# PROBLEM:
Every record below is to be reproduced exactly.

# RECORDS FOR THIS TASK:

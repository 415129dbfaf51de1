//! Ocean/land decision for an impact point.
//!
//! The estimator asks a [`SurfaceClassifier`] what lies under the contact
//! point. [`LatitudeBand`] is a coarse stand-in that calls everything
//! between two latitudes ocean. A geographic land/ocean mask can be plugged
//! in by implementing the trait, or by passing a closure.

use bevy::math::DVec3;

use crate::types::{OCEAN_LATITUDE_LIMIT_DEG, RAD_TO_DEG};

/// What the impactor hits.
#[derive(Clone, Copy, Debug, PartialEq, Eq, Hash)]
pub enum Surface {
    Ocean,
    Land,
}

impl Surface {
    pub fn is_ocean(self) -> bool {
        self == Surface::Ocean
    }
}

/// Decides ocean vs. land for a contact point given relative to the target
/// center. `+y` is the target's north axis.
pub trait SurfaceClassifier: Send + Sync {
    fn classify(&self, contact_point: DVec3, target_radius: f64) -> Surface;
}

/// Geocentric latitude proxy `asin(y / R)` in degrees.
///
/// The ratio is clamped so contact points slightly outside the sphere still
/// map to a latitude.
pub fn latitude_deg(contact_point: DVec3, target_radius: f64) -> f64 {
    let ratio = (contact_point.y / target_radius).clamp(-1.0, 1.0);
    if ratio.is_nan() {
        return 0.0;
    }
    ratio.asin() * RAD_TO_DEG
}

/// Ocean strictly inside `±max_abs_latitude_deg`, land at and beyond it.
#[derive(Clone, Copy, Debug, PartialEq)]
pub struct LatitudeBand {
    pub max_abs_latitude_deg: f64,
}

impl Default for LatitudeBand {
    fn default() -> Self {
        Self {
            max_abs_latitude_deg: OCEAN_LATITUDE_LIMIT_DEG,
        }
    }
}

impl SurfaceClassifier for LatitudeBand {
    fn classify(&self, contact_point: DVec3, target_radius: f64) -> Surface {
        let lat = latitude_deg(contact_point, target_radius);
        if lat.abs() < self.max_abs_latitude_deg {
            Surface::Ocean
        } else {
            Surface::Land
        }
    }
}

/// A fixed answer, whatever the contact point.
impl SurfaceClassifier for Surface {
    fn classify(&self, _contact_point: DVec3, _target_radius: f64) -> Surface {
        *self
    }
}

impl<F> SurfaceClassifier for F
where
    F: Fn(DVec3, f64) -> Surface + Send + Sync,
{
    fn classify(&self, contact_point: DVec3, target_radius: f64) -> Surface {
        self(contact_point, target_radius)
    }
}
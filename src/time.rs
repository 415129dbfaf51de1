//! Simulation clock advancement.

use bevy::prelude::*;

use crate::types::SimulationTime;

/// Plugin advancing [`SimulationTime`] once per frame.
pub struct TimePlugin;

impl Plugin for TimePlugin {
    fn build(&self, app: &mut App) {
        app.init_resource::<SimulationTime>()
            .add_systems(Update, advance_time);
    }
}

/// Advance simulation time by the real frame delta times the scale.
///
/// Everything that reads the clock in `Update` is ordered after this.
pub fn advance_time(mut sim_time: ResMut<SimulationTime>, time: Res<Time>) {
    sim_time.advance(time.delta_secs_f64());
}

# SOLUTION TO THE EXERCISE:
repository 415129dbfaf51de1
//! Ocean/land decision for an impact point.
//!
//! The estimator asks a [`SurfaceClassifier`] what lies under the contact
//! point. [`LatitudeBand`] is a coarse stand-in that calls everything
//! between two latitudes ocean. A geographic land/ocean mask can be plugged
//! in by implementing the trait, or by passing a closure.

use bevy::math::DVec3;

use crate::types::{OCEAN_LATITUDE_LIMIT_DEG, RAD_TO_DEG};

/// What the impactor hits.
#[derive(Clone, Copy, Debug, PartialEq, Eq, Hash)]
pub enum Surface {
    Ocean,
    Land,
}

impl Surface {
    pub fn is_ocean(self) -> bool {
        self == Surface::Ocean
    }
}

/// Decides ocean vs. land for a contact point given relative to the target
/// center. `+y` is the target's north axis.
pub trait SurfaceClassifier: Send + Sync {
    fn classify(&self, contact_point: DVec3, target_radius: f64) -> Surface;
}

/// Geocentric latitude proxy `asin(y / R)` in degrees.
///
/// The ratio is clamped so contact points slightly outside the sphere still
/// map to a latitude.
pub fn latitude_deg(contact_point: DVec3, target_radius: f64) -> f64 {
    let ratio = (contact_point.y / target_radius).clamp(-1.0, 1.0);
    if ratio.is_nan() {
        return 0.0;
    }
    ratio.asin() * RAD_TO_DEG
}

/// Ocean strictly inside `±max_abs_latitude_deg`, land at and beyond it.
#[derive(Clone, Copy, Debug, PartialEq)]
pub struct LatitudeBand {
    pub max_abs_latitude_deg: f64,
}

impl Default for LatitudeBand {
    fn default() -> Self {
        Self {
            max_abs_latitude_deg: OCEAN_LATITUDE_LIMIT_DEG,
        }
    }
}

impl SurfaceClassifier for LatitudeBand {
    fn classify(&self, contact_point: DVec3, target_radius: f64) -> Surface {
        let lat = latitude_deg(contact_point, target_radius);
        if lat.abs() < self.max_abs_latitude_deg {
            Surface::Ocean
        } else {
            Surface::Land
        }
    }
}

/// A fixed answer, whatever the contact point.
impl SurfaceClassifier for Surface {
    fn classify(&self, _contact_point: DVec3, _target_radius: f64) -> Surface {
        *self
    }
}

impl<F> SurfaceClassifier for F
where
    F: Fn(DVec3, f64) -> Surface + Send + Sync,
{
    fn classify(&self, contact_point: DVec3, target_radius: f64) -> Surface {
        self(contact_point, target_radius)
    }
}
filename src/time.rs
repository 415129dbfaf51de1
//! Simulation clock advancement.

use bevy::prelude::*;

use crate::types::SimulationTime;

/// Plugin advancing [`SimulationTime`] once per frame.
pub struct TimePlugin;

impl Plugin for TimePlugin {
    fn build(&self, app: &mut App) {
        app.init_resource::<SimulationTime>()
            .add_systems(Update, advance_time);
    }
}

/// Advance simulation time by the real frame delta times the scale.
///
/// Everything that reads the clock in `Update` is ordered after this.
pub fn advance_time(mut sim_time: ResMut<SimulationTime>, time: Res<Time>) {
    sim_time.advance(time.delta_secs_f64());
}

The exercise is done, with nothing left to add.